§ Goal of the exercise:
Only the number is needed. Please count the lines below in which the word "consumed" occurs.

§ Dataset extract:
//! # audioconv - 目录级批量音频转换
//!
//! 对工作目录中所有指定扩展名的文件逐个调用 FFmpeg 转换，
//! 按参数保留或删除原文件，Ctrl-C 时只清理正在生成的输出。
//!
//! ## 依赖关系
//! ```text
//! main.rs
//!   ├── cli/         (命令行参数定义)
//!   ├── commands/    (命令执行逻辑)
//!   │     ├── batch/       (文件收集与批量执行)
//!   │     ├── transcoder/  (外部转码器)
//!   │     └── models/      (运行配置)
//!   ├── utils/       (输出、日志、提示、中断)
//!   └── error.rs     (错误处理)
//! ```

mod batch;
mod cli;
mod commands;
mod error;
mod models;
mod transcoder;
mod utils;

use clap::Parser;
use cli::Cli;

fn main() {
    // Initialize colored output for Windows compatibility
    #[cfg(windows)]
    colored::control::set_virtual_terminal(true).ok();

    let cli = Cli::parse();

    if let Err(e) = commands::run(cli) {
        log::error!("{}", e);
        utils::output::print_error(&format!("{}", e));
        std::process::exit(1);
    }
}
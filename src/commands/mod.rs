//! # 命令执行模块
//!
//! 实现命令行的业务逻辑。
//!
//! ## 依赖关系
//! - 被 `main.rs` 调用
//! - 使用 `cli/`, `batch/`, `models/`, `transcoder/`, `utils/`
//! - 子模块: convert, list

pub mod convert;
pub mod list;

use crate::cli::Cli;
use crate::error::Result;

/// 执行命令
pub fn run(cli: Cli) -> Result<()> {
    convert::execute(cli.args)
}
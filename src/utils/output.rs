//! # 终端状态行
//!
//! 每条消息以彩色标签开头，例如 `[OK]`、`[SKIP]`、`[FAIL]`。
//! 错误写到 stderr，其余写到 stdout。
//!
//! ## 依赖关系
//! - 被 `batch/runner.rs` 与 `commands/` 模块使用
//! - 使用 `colored` crate

use colored::{ColoredString, Colorize};

const RULE_WIDTH: usize = 60;

fn tagged(tag: ColoredString, msg: &str) {
    println!("{} {}", tag, msg);
}

/// 致命错误
pub fn print_error(msg: &str) {
    eprintln!("{} {}", "[ERR]".red().bold(), msg);
}

/// 单个文件转换失败（批量任务继续）
pub fn print_fail(msg: &str) {
    tagged("[FAIL]".red().bold(), msg);
}

pub fn print_warning(msg: &str) {
    tagged("[WARN]".yellow().bold(), msg);
}

pub fn print_info(msg: &str) {
    tagged("[*]".blue().bold(), msg);
}

/// 输出已存在，未转换
pub fn print_skip(msg: &str) {
    tagged("[SKIP]".dimmed(), msg);
}

/// 批量任务汇总
pub fn print_done(msg: &str) {
    tagged("[DONE]".green().bold(), msg);
}

/// `[OK] 源文件 -> 输出文件`
pub fn print_conversion(from: &str, to: &str) {
    tagged(
        "[OK]".green().bold(),
        &format!("{} {} {}", from.dimmed(), "->".cyan(), to),
    );
}

/// 运行开始时的标题，上下各一条横线
pub fn print_header(title: &str) {
    let rule = "─".repeat(RULE_WIDTH);
    println!("\n{}\n  {}\n{}\n", rule.dimmed(), title.bold(), rule.dimmed());
}

/// 文件之间的分隔线
pub fn print_separator() {
    println!("{}", "─".repeat(RULE_WIDTH).dimmed());
}
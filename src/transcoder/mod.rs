//! # 外部转码器模块
//!
//! 定义批量执行器与外部转码程序之间的接口。
//!
//! ## 依赖关系
//! - 被 `batch/runner.rs`, `commands/convert.rs` 使用
//! - 子模块: ffmpeg

pub mod ffmpeg;

pub use ffmpeg::Ffmpeg;

use crate::error::Result;
use std::path::Path;

/// 单次转码的结果
#[derive(Debug, Clone, PartialEq, Eq)]
pub enum TranscodeStatus {
    /// 外部程序正常退出
    Success,
    /// 外部程序以非零状态退出（或被信号终止，此时 `code` 为 `None`）
    Failed { code: Option<i32>, stderr: String },
}

/// 外部转码器
pub trait Transcoder {
    /// 用于提示信息的程序名
    fn name(&self) -> &str;

    /// 将 `input` 转换到 `output`，阻塞直到外部程序结束。
    ///
    /// 仅当程序无法启动时返回 `Err`。
    fn transcode(&self, input: &Path, output: &Path) -> Result<TranscodeStatus>;
}
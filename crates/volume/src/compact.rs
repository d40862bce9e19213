//! Compaction primitives: copy the live set into a fresh volume and swap
//! it over the original.
//!
//! There is no scheduler here; deciding *when* a volume is worth
//! compacting (its `deleted_bytes` ratio) belongs to the hosting process.

use std::fs;
use std::path::Path;

use tracing::{debug, info};

use index::IndexReader;
use needle::VolumeId;
use needlemap::{NeedleMap, NeedleMapKind, load_needle_map};

use crate::{
    ScanNext, ScanOptions, Superblock, Volume, VolumeError, dat_path, idx_path,
    scan_volume_file, volume_file_name,
};

/// What a compaction pass achieved.
#[derive(Debug, Clone, Copy, PartialEq, Eq)]
pub struct CompactOutcome {
    /// Live needles carried over.
    pub copied: u64,
    /// Data-file bytes the swap reclaimed.
    pub reclaimed_bytes: u64,
}

/// Scans the volume `<collection>_<id>` and appends every **live** needle
/// to `dst`, in physical order.
///
/// Liveness is decided by the source volume's on-disk index: a scanned
/// record survives only if the replayed map holds its id at exactly the
/// scanned offset with a nonzero size. Records superseded by a later
/// append, and records whose tombstone is in the index, are left behind.
///
/// Returns the number of needles copied.
pub fn copy_live_needles(
    dir: &Path,
    collection: &str,
    id: VolumeId,
    kind: NeedleMapKind,
    dst: &mut Volume,
) -> Result<u64, VolumeError> {
    let idx_file = idx_path(dir, collection, id);
    if !idx_file.exists() {
        return Err(VolumeError::NotFound(format!(
            "volume index file {}",
            idx_file.display()
        )));
    }
    let mut map = kind.new_map();
    let mut idx_reader = IndexReader::open(&idx_file)?;
    load_needle_map(&mut idx_reader, map.as_mut())?;

    let opts = ScanOptions {
        read_needle_body: true,
        cancel: None,
    };
    let mut copied = 0u64;
    scan_volume_file(
        dir,
        collection,
        id,
        &opts,
        |_| Ok(()),
        |needle, offset| {
            let live = map
                .get(needle.id)
                .is_some_and(|v| v.size > 0 && v.byte_offset() == offset);
            if live {
                dst.append_needle(needle)?;
                copied += 1;
            } else {
                debug!(id = needle.id, offset, "skipping dead needle");
            }
            Ok(ScanNext::Continue)
        },
    )?;
    Ok(copied)
}

/// Rewrites a volume in place, dropping everything the index considers
/// dead.
///
/// The live set is copied into `<name>.cpd`/`<name>.cpx` beside the
/// originals, flushed, and then renamed over them. The two renames are
/// the commit point; a crash between them leaves a mismatched pair that
/// [`crate::rebuild_index`] repairs.
pub fn compact_volume(
    dir: &Path,
    collection: &str,
    id: VolumeId,
    kind: NeedleMapKind,
) -> Result<CompactOutcome, VolumeError> {
    let name = volume_file_name(collection, id);
    let src_dat = dat_path(dir, collection, id);
    let src_idx = idx_path(dir, collection, id);
    let cpd = dir.join(format!("{}.cpd", name));
    let cpx = dir.join(format!("{}.cpx", name));

    // leftovers from an interrupted pass
    if cpd.exists() {
        fs::remove_file(&cpd)?;
    }
    if cpx.exists() {
        fs::remove_file(&cpx)?;
    }

    let superblock = {
        let mut f = fs::File::open(&src_dat).map_err(|e| {
            if e.kind() == std::io::ErrorKind::NotFound {
                VolumeError::NotFound(format!("volume data file {}", src_dat.display()))
            } else {
                VolumeError::Io(e)
            }
        })?;
        Superblock::read_from(&mut f)?
    };

    let src_len = fs::metadata(&src_dat)?.len();
    let mut dst = Volume::create_files(&cpd, &cpx, dir, collection, id, superblock, false)?;
    let copied = copy_live_needles(dir, collection, id, kind, &mut dst)?;
    dst.flush()?;
    let dst_len = dst.data_size();
    drop(dst);

    fs::rename(&cpd, &src_dat)?;
    fs::rename(&cpx, &src_idx)?;

    let outcome = CompactOutcome {
        copied,
        reclaimed_bytes: src_len.saturating_sub(dst_len),
    };
    info!(
        volume = %id,
        copied = outcome.copied,
        reclaimed = outcome.reclaimed_bytes,
        "compacted volume"
    );
    Ok(outcome)
}
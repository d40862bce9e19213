//! Decoding needle records from a volume data file.

use std::io::{Read, Seek, SeekFrom};

use byteorder::{BigEndian, ReadBytesExt};
use crc32fast::Hasher as Crc32;
use tracing::trace;

use crate::format::{
    CHECKSUM_SIZE, MAX_DATA_SIZE, NEEDLE_HEADER_SIZE, padding_after,
};
use crate::{Needle, NeedleError, Version};

impl Needle {
    /// Reads one full record at `offset`, verifying the data checksum.
    ///
    /// Returns the decoded needle and the bytes consumed (its disk size,
    /// always a multiple of 8); the stream is positioned at the start of
    /// the next record.
    ///
    /// # Errors
    ///
    /// [`NeedleError::Corrupt`] on a short read, a checksum mismatch, or a
    /// flag-indicated field that does not fit the remaining body. The
    /// reported offset is the start of the failing record.
    pub fn read_at<R: Read + Seek>(
        r: &mut R,
        offset: u64,
        version: Version,
    ) -> Result<(Needle, u32), NeedleError> {
        r.seek(SeekFrom::Start(offset))?;
        read_record(r, offset, version, true)
    }

    /// Like [`Needle::read_at`], but seeks over the `data` and `pairs`
    /// bytes instead of loading them, and skips checksum verification
    /// (there is nothing to verify against). Name, mime, last-modified and
    /// ttl are still decoded. Used by scans that only need metadata.
    pub fn read_at_skip_body<R: Read + Seek>(
        r: &mut R,
        offset: u64,
        version: Version,
    ) -> Result<(Needle, u32), NeedleError> {
        r.seek(SeekFrom::Start(offset))?;
        read_record(r, offset, version, false)
    }
}

fn read_record<R: Read + Seek>(
    r: &mut R,
    offset: u64,
    version: Version,
    read_body: bool,
) -> Result<(Needle, u32), NeedleError> {
    let mut needle = Needle::default();

    let mut header = [0u8; NEEDLE_HEADER_SIZE];
    read_exact_at(r, &mut header, offset)?;
    let mut h = &header[..];
    needle.cookie = h.read_u32::<BigEndian>()?;
    needle.id = h.read_u64::<BigEndian>()?;
    needle.size = h.read_u32::<BigEndian>()?;
    let size = needle.size as usize;

    if size > MAX_DATA_SIZE {
        return Err(corrupt(
            offset,
            format!("data size {} exceeds maximum {}", size, MAX_DATA_SIZE),
        ));
    }

    // unpadded bytes consumed so far; padding is derived from the total at
    // the end, from parsed lengths rather than from the needle fields
    let mut unpadded = (NEEDLE_HEADER_SIZE + size) as u64;

    if read_body {
        needle.data = vec![0u8; size];
        read_exact_at(r, &mut needle.data, offset)?;
    } else {
        r.seek(SeekFrom::Current(size as i64))?;
    }

    if version != Version::V1 {
        needle.flags = read_u8_at(r, offset)?;
        unpadded += 1;
        if needle.has_name() {
            let n = read_u8_at(r, offset)? as usize;
            needle.name = vec![0u8; n];
            read_exact_at(r, &mut needle.name, offset)?;
            unpadded += 1 + n as u64;
        }
        if needle.has_mime() {
            let n = read_u8_at(r, offset)? as usize;
            needle.mime = vec![0u8; n];
            read_exact_at(r, &mut needle.mime, offset)?;
            unpadded += 1 + n as u64;
        }
        if needle.has_last_modified() {
            let mut buf = [0u8; 8];
            read_exact_at(r, &mut buf, offset)?;
            needle.last_modified = u64::from_be_bytes(buf);
            unpadded += 8;
        }
        if needle.has_ttl() {
            let mut buf = [0u8; 2];
            read_exact_at(r, &mut buf, offset)?;
            needle.ttl = u16::from_be_bytes(buf);
            unpadded += 2;
        }
        if needle.has_pairs() {
            let mut buf = [0u8; 2];
            read_exact_at(r, &mut buf, offset)?;
            let n = u16::from_be_bytes(buf) as usize;
            if read_body {
                needle.pairs = vec![0u8; n];
                read_exact_at(r, &mut needle.pairs, offset)?;
            } else {
                r.seek(SeekFrom::Current(n as i64))?;
            }
            unpadded += 2 + n as u64;
        }
    }

    let mut crc_buf = [0u8; CHECKSUM_SIZE];
    read_exact_at(r, &mut crc_buf, offset)?;
    let stored_crc = u32::from_be_bytes(crc_buf);
    unpadded += CHECKSUM_SIZE as u64;

    if read_body {
        let mut hasher = Crc32::new();
        hasher.update(&needle.data);
        let actual = hasher.finalize();
        if actual != stored_crc {
            return Err(corrupt(
                offset,
                format!(
                    "checksum mismatch: stored {:#010x}, computed {:#010x}",
                    stored_crc, actual
                ),
            ));
        }
    }

    // consume padding; its contents are ignored
    let pad = padding_after(unpadded);
    if pad > 0 {
        let mut scratch = [0u8; 8];
        read_exact_at(r, &mut scratch[..pad as usize], offset)?;
    }

    let disk_size = unpadded + pad;
    trace!(
        id = needle.id,
        offset,
        size,
        disk_size,
        "decoded needle record"
    );
    Ok((needle, disk_size as u32))
}

fn corrupt(offset: u64, reason: String) -> NeedleError {
    NeedleError::Corrupt { offset, reason }
}

/// `read_exact` with short reads reported as corruption at the record's
/// start offset rather than a bare I/O error.
fn read_exact_at<R: Read>(r: &mut R, buf: &mut [u8], offset: u64) -> Result<(), NeedleError> {
    r.read_exact(buf).map_err(|e| {
        if e.kind() == std::io::ErrorKind::UnexpectedEof {
            corrupt(offset, "truncated record".to_string())
        } else {
            NeedleError::Io(e)
        }
    })
}

fn read_u8_at<R: Read>(r: &mut R, offset: u64) -> Result<u8, NeedleError> {
    let mut b = [0u8; 1];
    read_exact_at(r, &mut b, offset)?;
    Ok(b[0])
}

§ Output for this task:
2